====== Input data ======

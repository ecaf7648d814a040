use std::any::Any;
use std::fmt::{self, Debug, Display, Formatter};
use std::sync::Arc;

/// An unrecoverable failure outside of an effect's typed error channel.
///
/// Defects are reference counted, so replaying a cached defect hands out the
/// very same instance to every observer.
#[derive(Clone)]
pub struct Defect(Arc<dyn Any + Send + Sync>);

impl Defect {
    /// Wrap an arbitrary payload.
    pub fn new<T: Any + Send + Sync>(payload: T) -> Self {
        Self(Arc::new(payload))
    }

    /// Recover a defect from a caught panic payload.
    ///
    /// A panic that was raised with a `Defect` payload yields that defect
    /// again. Otherwise, the panic message or the [`Unsupported`] value is
    /// preserved.
    pub fn from_panic(payload: Box<dyn Any + Send>) -> Self {
        let payload = match payload.downcast::<Defect>() {
            Ok(defect) => return *defect,
            Err(payload) => payload,
        };

        let payload = match payload.downcast::<Unsupported>() {
            Ok(unsupported) => return Self::new(*unsupported),
            Err(payload) => payload,
        };

        if let Some(&message) = payload.downcast_ref::<&'static str>() {
            Self::new(message)
        } else if let Ok(message) = payload.downcast::<String>() {
            Self::new(*message)
        } else {
            Self::new("unknown panic")
        }
    }

    /// Try to view the payload as a `T`.
    pub fn downcast_ref<T: Any>(&self) -> Option<&T> {
        self.0.downcast_ref()
    }

    /// A human-readable description of the payload.
    pub fn message(&self) -> String {
        if let Some(message) = self.downcast_ref::<&'static str>() {
            (*message).to_string()
        } else if let Some(message) = self.downcast_ref::<String>() {
            message.clone()
        } else if let Some(unsupported) = self.downcast_ref::<Unsupported>() {
            unsupported.to_string()
        } else {
            "opaque defect".into()
        }
    }

    /// Whether both defects are the same instance.
    pub fn ptr_eq(&self, other: &Self) -> bool {
        Arc::ptr_eq(&self.0, &other.0)
    }
}

impl Debug for Defect {
    fn fmt(&self, f: &mut Formatter) -> fmt::Result {
        write!(f, "Defect({:?})", self.message())
    }
}

impl Display for Defect {
    fn fmt(&self, f: &mut Formatter) -> fmt::Result {
        f.pad(&self.message())
    }
}

/// Why an effect did not succeed.
#[derive(Debug, Clone)]
pub enum Cause<E> {
    /// No failure at all, the neutral element of composition.
    Empty,
    /// An expected failure from the typed error channel.
    Fail(E),
    /// An unrecoverable defect.
    Die(Defect),
    /// The execution was cancelled before it settled.
    Interrupt,
    /// Two failures that happened one after the other.
    Sequential(Box<Cause<E>>, Box<Cause<E>>),
    /// Two failures that happened in concurrently composed effects.
    Parallel(Box<Cause<E>>, Box<Cause<E>>),
}

impl<E> Cause<E> {
    /// Compose with a cause that happened afterwards.
    pub fn then(self, next: Self) -> Self {
        match (self, next) {
            (Self::Empty, cause) | (cause, Self::Empty) => cause,
            (first, second) => Self::Sequential(Box::new(first), Box::new(second)),
        }
    }

    /// Compose with a cause that happened concurrently.
    pub fn both(self, other: Self) -> Self {
        match (self, other) {
            (Self::Empty, cause) | (cause, Self::Empty) => cause,
            (left, right) => Self::Parallel(Box::new(left), Box::new(right)),
        }
    }

    /// Transform the typed failures.
    pub fn map<F, T>(self, f: &F) -> Cause<T>
    where
        F: Fn(E) -> T,
    {
        match self {
            Self::Empty => Cause::Empty,
            Self::Fail(error) => Cause::Fail(f(error)),
            Self::Die(defect) => Cause::Die(defect),
            Self::Interrupt => Cause::Interrupt,
            Self::Sequential(a, b) => Cause::Sequential(Box::new(a.map(f)), Box::new(b.map(f))),
            Self::Parallel(a, b) => Cause::Parallel(Box::new(a.map(f)), Box::new(b.map(f))),
        }
    }

    /// The shape of the cause, for diagnostics.
    pub fn kind(&self) -> &'static str {
        match self {
            Self::Empty => "empty",
            Self::Fail(_) => "fail",
            Self::Die(_) => "die",
            Self::Interrupt => "interrupt",
            Self::Sequential(..) => "sequential",
            Self::Parallel(..) => "parallel",
        }
    }
}

/// The result of executing an effect.
#[derive(Debug, Clone)]
pub enum Exit<A, E> {
    Success(A),
    Failure(Cause<E>),
}

impl<A, E> Exit<A, E> {
    /// Whether the effect succeeded.
    pub fn is_success(&self) -> bool {
        matches!(self, Self::Success(_))
    }

    /// Transform the success value.
    pub fn map<F, B>(self, f: F) -> Exit<B, E>
    where
        F: FnOnce(A) -> B,
    {
        match self {
            Self::Success(value) => Exit::Success(f(value)),
            Self::Failure(cause) => Exit::Failure(cause),
        }
    }
}

impl<A, E> From<Result<A, E>> for Exit<A, E> {
    fn from(result: Result<A, E>) -> Self {
        match result {
            Ok(value) => Self::Success(value),
            Err(error) => Self::Failure(Cause::Fail(error)),
        }
    }
}

/// A settled execution that consists of a single leaf.
///
/// This is everything a memoized slot can faithfully replay.
#[derive(Debug, Clone)]
pub enum Outcome<A, E> {
    Success(A),
    Failure(E),
    Defect(Defect),
}

impl<A, E> Outcome<A, E> {
    /// Narrow an exit down to a single-leaf outcome.
    pub fn classify(exit: Exit<A, E>) -> Result<Self, Unsupported> {
        match exit {
            Exit::Success(value) => Ok(Self::Success(value)),
            Exit::Failure(Cause::Fail(error)) => Ok(Self::Failure(error)),
            Exit::Failure(Cause::Die(defect)) => Ok(Self::Defect(defect)),
            Exit::Failure(Cause::Interrupt) => Err(Unsupported::Interrupted),
            Exit::Failure(Cause::Empty) => Err(Unsupported::Empty),
            Exit::Failure(Cause::Sequential(..)) => Err(Unsupported::Sequential),
            Exit::Failure(Cause::Parallel(..)) => Err(Unsupported::Parallel),
        }
    }

    /// Turn the outcome back into an exit of the effect system.
    pub fn into_exit(self) -> Exit<A, E> {
        match self {
            Self::Success(value) => Exit::Success(value),
            Self::Failure(error) => Exit::Failure(Cause::Fail(error)),
            Self::Defect(defect) => Exit::Failure(Cause::Die(defect)),
        }
    }
}

/// A settled execution that a memoized slot refuses to replay.
#[derive(Debug, Clone, Copy, PartialEq, Eq, thiserror::Error)]
pub enum Unsupported {
    #[error("effect-memo: memoized execution was interrupted")]
    Interrupted,
    #[error("effect-memo: memoized execution failed with an empty cause")]
    Empty,
    #[error("effect-memo: memoized execution failed with a sequential cause")]
    Sequential,
    #[error("effect-memo: memoized execution failed with a parallel cause")]
    Parallel,
}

======

### Task requirements
Complete, exact output of the records is expected.

### Reply to the exercise
repository ecaf7648d814a040
use std::any::Any;
use std::fmt::{self, Debug, Display, Formatter};
use std::sync::Arc;

/// An unrecoverable failure outside of an effect's typed error channel.
///
/// Defects are reference counted, so replaying a cached defect hands out the
/// very same instance to every observer.
#[derive(Clone)]
pub struct Defect(Arc<dyn Any + Send + Sync>);

impl Defect {
    /// Wrap an arbitrary payload.
    pub fn new<T: Any + Send + Sync>(payload: T) -> Self {
        Self(Arc::new(payload))
    }

    /// Recover a defect from a caught panic payload.
    ///
    /// A panic that was raised with a `Defect` payload yields that defect
    /// again. Otherwise, the panic message or the [`Unsupported`] value is
    /// preserved.
    pub fn from_panic(payload: Box<dyn Any + Send>) -> Self {
        let payload = match payload.downcast::<Defect>() {
            Ok(defect) => return *defect,
            Err(payload) => payload,
        };

        let payload = match payload.downcast::<Unsupported>() {
            Ok(unsupported) => return Self::new(*unsupported),
            Err(payload) => payload,
        };

        if let Some(&message) = payload.downcast_ref::<&'static str>() {
            Self::new(message)
        } else if let Ok(message) = payload.downcast::<String>() {
            Self::new(*message)
        } else {
            Self::new("unknown panic")
        }
    }

    /// Try to view the payload as a `T`.
    pub fn downcast_ref<T: Any>(&self) -> Option<&T> {
        self.0.downcast_ref()
    }

    /// A human-readable description of the payload.
    pub fn message(&self) -> String {
        if let Some(message) = self.downcast_ref::<&'static str>() {
            (*message).to_string()
        } else if let Some(message) = self.downcast_ref::<String>() {
            message.clone()
        } else if let Some(unsupported) = self.downcast_ref::<Unsupported>() {
            unsupported.to_string()
        } else {
            "opaque defect".into()
        }
    }

    /// Whether both defects are the same instance.
    pub fn ptr_eq(&self, other: &Self) -> bool {
        Arc::ptr_eq(&self.0, &other.0)
    }
}

impl Debug for Defect {
    fn fmt(&self, f: &mut Formatter) -> fmt::Result {
        write!(f, "Defect({:?})", self.message())
    }
}

impl Display for Defect {
    fn fmt(&self, f: &mut Formatter) -> fmt::Result {
        f.pad(&self.message())
    }
}

/// Why an effect did not succeed.
#[derive(Debug, Clone)]
pub enum Cause<E> {
    /// No failure at all, the neutral element of composition.
    Empty,
    /// An expected failure from the typed error channel.
    Fail(E),
    /// An unrecoverable defect.
    Die(Defect),
    /// The execution was cancelled before it settled.
    Interrupt,
    /// Two failures that happened one after the other.
    Sequential(Box<Cause<E>>, Box<Cause<E>>),
    /// Two failures that happened in concurrently composed effects.
    Parallel(Box<Cause<E>>, Box<Cause<E>>),
}

impl<E> Cause<E> {
    /// Compose with a cause that happened afterwards.
    pub fn then(self, next: Self) -> Self {
        match (self, next) {
            (Self::Empty, cause) | (cause, Self::Empty) => cause,
            (first, second) => Self::Sequential(Box::new(first), Box::new(second)),
        }
    }

    /// Compose with a cause that happened concurrently.
    pub fn both(self, other: Self) -> Self {
        match (self, other) {
            (Self::Empty, cause) | (cause, Self::Empty) => cause,
            (left, right) => Self::Parallel(Box::new(left), Box::new(right)),
        }
    }

    /// Transform the typed failures.
    pub fn map<F, T>(self, f: &F) -> Cause<T>
    where
        F: Fn(E) -> T,
    {
        match self {
            Self::Empty => Cause::Empty,
            Self::Fail(error) => Cause::Fail(f(error)),
            Self::Die(defect) => Cause::Die(defect),
            Self::Interrupt => Cause::Interrupt,
            Self::Sequential(a, b) => Cause::Sequential(Box::new(a.map(f)), Box::new(b.map(f))),
            Self::Parallel(a, b) => Cause::Parallel(Box::new(a.map(f)), Box::new(b.map(f))),
        }
    }

    /// The shape of the cause, for diagnostics.
    pub fn kind(&self) -> &'static str {
        match self {
            Self::Empty => "empty",
            Self::Fail(_) => "fail",
            Self::Die(_) => "die",
            Self::Interrupt => "interrupt",
            Self::Sequential(..) => "sequential",
            Self::Parallel(..) => "parallel",
        }
    }
}

/// The result of executing an effect.
#[derive(Debug, Clone)]
pub enum Exit<A, E> {
    Success(A),
    Failure(Cause<E>),
}

impl<A, E> Exit<A, E> {
    /// Whether the effect succeeded.
    pub fn is_success(&self) -> bool {
        matches!(self, Self::Success(_))
    }

    /// Transform the success value.
    pub fn map<F, B>(self, f: F) -> Exit<B, E>
    where
        F: FnOnce(A) -> B,
    {
        match self {
            Self::Success(value) => Exit::Success(f(value)),
            Self::Failure(cause) => Exit::Failure(cause),
        }
    }
}

impl<A, E> From<Result<A, E>> for Exit<A, E> {
    fn from(result: Result<A, E>) -> Self {
        match result {
            Ok(value) => Self::Success(value),
            Err(error) => Self::Failure(Cause::Fail(error)),
        }
    }
}

/// A settled execution that consists of a single leaf.
///
/// This is everything a memoized slot can faithfully replay.
#[derive(Debug, Clone)]
pub enum Outcome<A, E> {
    Success(A),
    Failure(E),
    Defect(Defect),
}

impl<A, E> Outcome<A, E> {
    /// Narrow an exit down to a single-leaf outcome.
    pub fn classify(exit: Exit<A, E>) -> Result<Self, Unsupported> {
        match exit {
            Exit::Success(value) => Ok(Self::Success(value)),
            Exit::Failure(Cause::Fail(error)) => Ok(Self::Failure(error)),
            Exit::Failure(Cause::Die(defect)) => Ok(Self::Defect(defect)),
            Exit::Failure(Cause::Interrupt) => Err(Unsupported::Interrupted),
            Exit::Failure(Cause::Empty) => Err(Unsupported::Empty),
            Exit::Failure(Cause::Sequential(..)) => Err(Unsupported::Sequential),
            Exit::Failure(Cause::Parallel(..)) => Err(Unsupported::Parallel),
        }
    }

    /// Turn the outcome back into an exit of the effect system.
    pub fn into_exit(self) -> Exit<A, E> {
        match self {
            Self::Success(value) => Exit::Success(value),
            Self::Failure(error) => Exit::Failure(Cause::Fail(error)),
            Self::Defect(defect) => Exit::Failure(Cause::Die(defect)),
        }
    }
}

/// A settled execution that a memoized slot refuses to replay.
#[derive(Debug, Clone, Copy, PartialEq, Eq, thiserror::Error)]
pub enum Unsupported {
    #[error("effect-memo: memoized execution was interrupted")]
    Interrupted,
    #[error("effect-memo: memoized execution failed with an empty cause")]
    Empty,
    #[error("effect-memo: memoized execution failed with a sequential cause")]
    Sequential,
    #[error("effect-memo: memoized execution failed with a parallel cause")]
    Parallel,
}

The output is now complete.